Organizers of Tuesday night’s forum at the University of California, Irvine, said they showed the cartoons as part of a larger debate on Islamic extremism.
But several hundred protesters, including members of the Muslim Student Union, argued the event was the equivalent of hate speech disguised as freedom of expression.
Although there were numerous heated exchanges, no violence was reported.
The panel, which included one Muslim speaker, was sponsored by the College Republicans and the United American Committee, a group that says it promotes awareness of internal threats facing America.
During the discussion in a nearly packed 424-seat campus auditorium, six cartoons were displayed: three depicting Muhammad and three anti-Semitic cartoons.
The discussion got off to a contentious start with the Council on American-Islamic Relations “” an invited guest “” boycotting the event and calling the United American Committee a “fringe group.”
Tensions quickly escalated when the Rev. Jesse Lee Peterson, founder of the conservative Brotherhood Organization of a New Destiny, said that Islam was an “evil religion” and that all Muslims hate America.
People repeatedly interrupted the talk and, at one point, campus police removed two men, one of them a Muslim, after they nearly came to blows.
Later, panelists were cheered when they referred to Muslims as fascists and accused mainstream Muslim-American civil rights groups of being “cheerleaders for terror.”
“I put out a call to Muslims in America: Put out a fatwa on [Usama] bin Laden, put out a fatwa on [Abu Musab] al-Zarqawi,” said panelist Lee Kaplan, a UAC spokesman. “Support America in the war on terror.”
Thousands of Muslims worldwide have protested, sometimes violently, after the cartoons were published in a Danish newspaper and in other European newspapers.
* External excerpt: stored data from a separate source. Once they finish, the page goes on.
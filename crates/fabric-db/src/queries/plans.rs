//! Database query functions for the `plans` and `plan_approvals` tables.

use anyhow::{Context, Result};
use sqlx::PgPool;
use uuid::Uuid;

use crate::models::{ApprovalDecision, Plan, PlanApproval, PlanStatus, PlanType};

/// Insert a new plan row in `draft` state, not yet validated.
pub async fn insert_plan(
    pool: &PgPool,
    task_id: Uuid,
    plan_type: PlanType,
    payload: serde_json::Value,
) -> Result<Plan> {
    let plan = sqlx::query_as::<_, Plan>(
        "INSERT INTO plans (task_id, plan_type, payload, denials, status) \
         VALUES ($1, $2, $3, '[]'::jsonb, 'draft') \
         RETURNING *",
    )
    .bind(task_id)
    .bind(plan_type)
    .bind(payload)
    .fetch_one(pool)
    .await
    .context("failed to insert plan")?;

    Ok(plan)
}

pub async fn get_plan(pool: &PgPool, id: Uuid) -> Result<Option<Plan>> {
    let plan = sqlx::query_as::<_, Plan>("SELECT * FROM plans WHERE id = $1")
        .bind(id)
        .fetch_optional(pool)
        .await
        .context("failed to fetch plan")?;

    Ok(plan)
}

/// Latest plan for a task (by creation time), if any.
pub async fn latest_plan_for_task(pool: &PgPool, task_id: Uuid) -> Result<Option<Plan>> {
    let plan = sqlx::query_as::<_, Plan>(
        "SELECT * FROM plans WHERE task_id = $1 ORDER BY created_at DESC LIMIT 1",
    )
    .bind(task_id)
    .fetch_optional(pool)
    .await
    .context("failed to fetch latest plan for task")?;

    Ok(plan)
}

/// Record the three-gate validation outcome. Transitions `draft -> validated`
/// when all three pass; otherwise the plan stays `draft` with the denial
/// list attached (`overall_valid = schema_valid & policy_valid & safety_valid`
/// is computed and asserted here, not trusted from the caller).
pub async fn record_validation(
    pool: &PgPool,
    id: Uuid,
    schema_valid: bool,
    policy_valid: bool,
    safety_valid: bool,
    denials: serde_json::Value,
    quality_score: i16,
) -> Result<Plan> {
    let overall_valid = schema_valid && policy_valid && safety_valid;
    let new_status = if overall_valid {
        PlanStatus::Validated
    } else {
        PlanStatus::Draft
    };

    let plan = sqlx::query_as::<_, Plan>(
        "UPDATE plans \
         SET schema_valid = $1, policy_valid = $2, safety_valid = $3, overall_valid = $4, \
             denials = $5, quality_score = $6, status = $7, version = version + 1, updated_at = now() \
         WHERE id = $8 \
         RETURNING *",
    )
    .bind(schema_valid)
    .bind(policy_valid)
    .bind(safety_valid)
    .bind(overall_valid)
    .bind(denials)
    .bind(quality_score)
    .bind(new_status)
    .bind(id)
    .fetch_optional(pool)
    .await
    .context("failed to record plan validation")?
    .with_context(|| format!("plan {id} not found"))?;

    Ok(plan)
}

/// Move a validated plan to `awaiting_approval` ahead of HITL suspension.
pub async fn mark_awaiting_approval(pool: &PgPool, id: Uuid) -> Result<Plan> {
    let plan = sqlx::query_as::<_, Plan>(
        "UPDATE plans SET status = 'awaiting_approval', version = version + 1, updated_at = now() \
         WHERE id = $1 AND status = 'validated' \
         RETURNING *",
    )
    .bind(id)
    .fetch_optional(pool)
    .await
    .context("failed to mark plan awaiting approval")?;

    match plan {
        Some(p) => Ok(p),
        None => {
            let existing = get_plan(pool, id).await?;
            match existing {
                None => anyhow::bail!("plan {id} not found"),
                Some(p) => anyhow::bail!(
                    "plan {id} cannot await approval: current status is {} (must be validated)",
                    p.status
                ),
            }
        }
    }
}

/// Approve or reject a plan, recording the approval row in the same
/// transaction that flips plan status -- a plan in `approved` always has
/// exactly one approval record because the approval insert and the status
/// transition either both happen or neither does.
///
/// Returns `Ok(None)` if the plan is no longer `awaiting_approval` (an
/// already-decided plan): the caller treats this as the idempotent
/// "already decided" case rather than an error, matching the Approval
/// Gateway's `already_approved=true` contract.
pub async fn decide_plan(
    pool: &PgPool,
    plan_id: Uuid,
    approver_id: &str,
    decision: ApprovalDecision,
    note: Option<&str>,
) -> Result<Option<Plan>> {
    let mut tx = pool.begin().await.context("failed to begin transaction")?;

    let new_status = match decision {
        ApprovalDecision::Approved => PlanStatus::Approved,
        ApprovalDecision::Rejected => PlanStatus::Rejected,
    };

    let plan = sqlx::query_as::<_, Plan>(
        "UPDATE plans SET status = $1, version = version + 1, updated_at = now() \
         WHERE id = $2 AND status = 'awaiting_approval' \
         RETURNING *",
    )
    .bind(new_status)
    .bind(plan_id)
    .fetch_optional(&mut *tx)
    .await
    .context("failed to transition plan on decision")?;

    let Some(plan) = plan else {
        tx.rollback().await.ok();
        return Ok(None);
    };

    sqlx::query(
        "INSERT INTO plan_approvals (plan_id, approver_id, decision, note) \
         VALUES ($1, $2, $3, $4) \
         ON CONFLICT (plan_id) DO NOTHING",
    )
    .bind(plan_id)
    .bind(approver_id)
    .bind(decision)
    .bind(note)
    .execute(&mut *tx)
    .await
    .context("failed to insert plan approval")?;

    tx.commit().await.context("failed to commit plan decision")?;
    Ok(Some(plan))
}

pub async fn get_approval(pool: &PgPool, plan_id: Uuid) -> Result<Option<PlanApproval>> {
    let approval = sqlx::query_as::<_, PlanApproval>(
        "SELECT * FROM plan_approvals WHERE plan_id = $1",
    )
    .bind(plan_id)
    .fetch_optional(pool)
    .await
    .context("failed to fetch plan approval")?;

    Ok(approval)
}

/// List plans in `awaiting_approval` for a tenant (joins through `tasks`).
pub async fn list_pending_for_tenant(pool: &PgPool, tenant_id: &str) -> Result<Vec<Plan>> {
    let plans = sqlx::query_as::<_, Plan>(
        "SELECT p.* FROM plans p \
         JOIN tasks t ON t.id = p.task_id \
         WHERE t.tenant_id = $1 AND p.status = 'awaiting_approval' \
         ORDER BY p.created_at ASC",
    )
    .bind(tenant_id)
    .fetch_all(pool)
    .await
    .context("failed to list pending plans for tenant")?;

    Ok(plans)
}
Islam widely holds that representations of Muhammad are banned for fear they could lead to idolatry.
Osman Umarji, former president of the Muslim Student Union, equated the decision by the student panel to display the prophet drawings to the debasement of Jews in Germany before the Holocaust.
“The agenda is to spread Islamophobia and create hysteria against Muslims similar to what happened to the Jews in Nazi Germany,” said Umarji, an electrical engineer who graduated from Irvine last spring. “Freedom of speech has its limits.”
How interesting that the one who makes the comparison to Nazism is the one who wants to limit free speech.
Brock Hill, vice president of the College Republicans, said his group had a First Amendment right to display the cartoons.
“We’re not going against Islam whatsoever,” he said. “This is about free speech and the free marketplace of ideas.”